What the exercise asks
Among the entries below, copy every line that carries the word "rusqlite".

Provided data
use std::{
    net::IpAddr,
    path::Path,
    sync::Arc,
};

use chrono::{DateTime, Utc};
use parking_lot::Mutex;
use rusqlite::{params, Connection, Transaction, TransactionBehavior};

use crate::Error;

pub mod migrations;

mod documents;
mod exit;
mod extramural;
mod hooks;
mod order;
mod remote;
mod rotation;
mod router;
mod server;
mod ssh;
mod tokens;

pub use documents::DatabaseConfigDocument;
pub use exit::{DatabaseExit, DatabaseExitGroup, DatabaseExitHealth, DatabaseFailover};
pub use extramural::{
    DatabaseExtramuralConfig, DatabaseExtramuralPeer, DatabaseLocalPeer, DatabaseSponsor,
};
pub use hooks::{DatabaseHooks, HookOwner};
pub use order::DatabasePeerOrder;
pub use remote::DatabaseRemote;
pub use rotation::{DatabaseRotation, RotationRecord};
pub use router::DatabaseRouter;
pub use server::DatabaseServer;
pub use ssh::DatabaseSshHost;
pub use tokens::{DatabaseApiToken, TokenScope};

/// All mutating operations go through this single shared handle; the mutex
/// is the writer worker of the design. Read-only callers may open their own
/// connection with [`open_read_only`].
pub type Db = Arc<Mutex<Connection>>;

pub fn into_shared(conn: Connection) -> Db {
    Arc::new(Mutex::new(conn))
}

fn configure(conn: &Connection) -> Result<(), Error> {
    // Foreign key constraints aren't on in SQLite by default. Enable.
    conn.pragma_update(None, "foreign_keys", 1)?;
    conn.pragma_update(None, "journal_mode", "WAL")?;
    conn.busy_timeout(std::time::Duration::from_secs(5))?;
    Ok(())
}

/// Opens an existing datastore database, running any pending migrations.
pub fn open(path: &Path) -> Result<Connection, Error> {
    if !path.exists() {
        return Err(Error::not_found("datastore", path.display().to_string()));
    }
    let mut conn = Connection::open(path)?;
    configure(&conn)?;
    migrations::run(&mut conn)?;
    Ok(conn)
}

/// Creates a new database file and brings it to the current schema version.
pub fn create(path: &Path) -> Result<Connection, Error> {
    let mut conn = Connection::open(path)?;
    configure(&conn)?;
    migrations::run(&mut conn)?;
    Ok(conn)
}

/// A read-only connection for the generator and the HTTP API. Never taken
/// through the writer mutex.
pub fn open_read_only(path: &Path) -> Result<Connection, Error> {
    let conn = Connection::open_with_flags(
        path,
        rusqlite::OpenFlags::SQLITE_OPEN_READ_ONLY | rusqlite::OpenFlags::SQLITE_OPEN_NO_MUTEX,
    )?;
    conn.busy_timeout(std::time::Duration::from_secs(5))?;
    Ok(conn)
}

/// Begins an IMMEDIATE transaction, taking the write lock up front so
/// concurrent deciders (failover, operator commands) serialize instead of
/// interleaving.
pub fn immediate(conn: &mut Connection) -> Result<Transaction<'_>, Error> {
    Ok(conn.transaction_with_behavior(TransactionBehavior::Immediate)?)
}

/// Checks VPN address uniqueness across every keyed entity table.
pub fn vpn_address_in_use(conn: &Connection, addr: IpAddr) -> Result<bool, Error> {
    let text = addr.to_string();
    let column = if addr.is_ipv4() { "ipv4_addr" } else { "ipv6_addr" };
    for table in ["servers", "routers", "remotes", "exits"] {
        let count: i64 = conn.query_row(
            &format!("SELECT COUNT(*) FROM {table} WHERE {column} = ?1"),
            params![text],
            |row| row.get(0),
        )?;
        if count > 0 {
            return Ok(true);
        }
    }
    Ok(false)
}

pub(crate) fn to_ts(dt: DateTime<Utc>) -> String {
    dt.to_rfc3339()
}

pub(crate) fn now_ts() -> String {
    to_ts(Utc::now())
}

pub(crate) fn parse_ts(text: &str) -> Option<DateTime<Utc>> {
    DateTime::parse_from_rfc3339(text)
        .ok()
        .map(|dt| dt.with_timezone(&Utc))
}

pub(crate) fn opt_ts(row: Option<String>) -> Option<DateTime<Utc>> {
    row.as_deref().and_then(parse_ts)
}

Exercise answer
use rusqlite::{params, Connection, Transaction, TransactionBehavior};
        rusqlite::OpenFlags::SQLITE_OPEN_READ_ONLY | rusqlite::OpenFlags::SQLITE_OPEN_NO_MUTEX,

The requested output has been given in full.